EXERCISE INSTRUCTIONS
Transcribe the entries below without alteration.

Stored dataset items
%%

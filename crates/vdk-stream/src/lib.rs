//! Streaming boundary for the continuous vital-sign sources.
//!
//! Replays per-patient continuous CSVs onto a message transport
//! ([`replay_patients`]) and drains the two continuous topics into bounded
//! most-recent buffers with periodic CSV snapshots ([`run_consumer`]).
//!
//! The transport is a seam: the async [`StreamBroker`] trait, with the
//! in-process [`ChannelBroker`] (one tokio broadcast channel per topic) as
//! the default implementation. Wire messages are JSON-serialized
//! [`vdk_schemas::StreamRecord`] envelopes keyed by patient id; topics are
//! named by [`vdk_schemas::SourceKind::as_str`].
//!
//! This crate does **not**:
//! - merge or reconcile timelines (see `vdk-reconcile`)
//! - speak to an external broker (implement [`StreamBroker`] for that)

mod broker;
mod consume;
mod replay;

pub use broker::{ChannelBroker, MessageStream, StreamBroker, DEFAULT_CHANNEL_CAPACITY};
pub use consume::{
    run_consumer, subscribe_continuous, ConsumerBuffers, ConsumerOptions, SnapshotStats,
    TopicSubscriptions,
};
pub use replay::{replay_patients, ReplayOptions, ReplaySummary};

%%

ANSWER TO THE PROBLEM
filename crates/vdk-stream/src/lib.rs
//! Streaming boundary for the continuous vital-sign sources.
//!
//! Replays per-patient continuous CSVs onto a message transport
//! ([`replay_patients`]) and drains the two continuous topics into bounded
//! most-recent buffers with periodic CSV snapshots ([`run_consumer`]).
//!
//! The transport is a seam: the async [`StreamBroker`] trait, with the
//! in-process [`ChannelBroker`] (one tokio broadcast channel per topic) as
//! the default implementation. Wire messages are JSON-serialized
//! [`vdk_schemas::StreamRecord`] envelopes keyed by patient id; topics are
//! named by [`vdk_schemas::SourceKind::as_str`].
//!
//! This crate does **not**:
//! - merge or reconcile timelines (see `vdk-reconcile`)
//! - speak to an external broker (implement [`StreamBroker`] for that)

mod broker;
mod consume;
mod replay;

pub use broker::{ChannelBroker, MessageStream, StreamBroker, DEFAULT_CHANNEL_CAPACITY};
pub use consume::{
    run_consumer, subscribe_continuous, ConsumerBuffers, ConsumerOptions, SnapshotStats,
    TopicSubscriptions,
};
pub use replay::{replay_patients, ReplayOptions, ReplaySummary};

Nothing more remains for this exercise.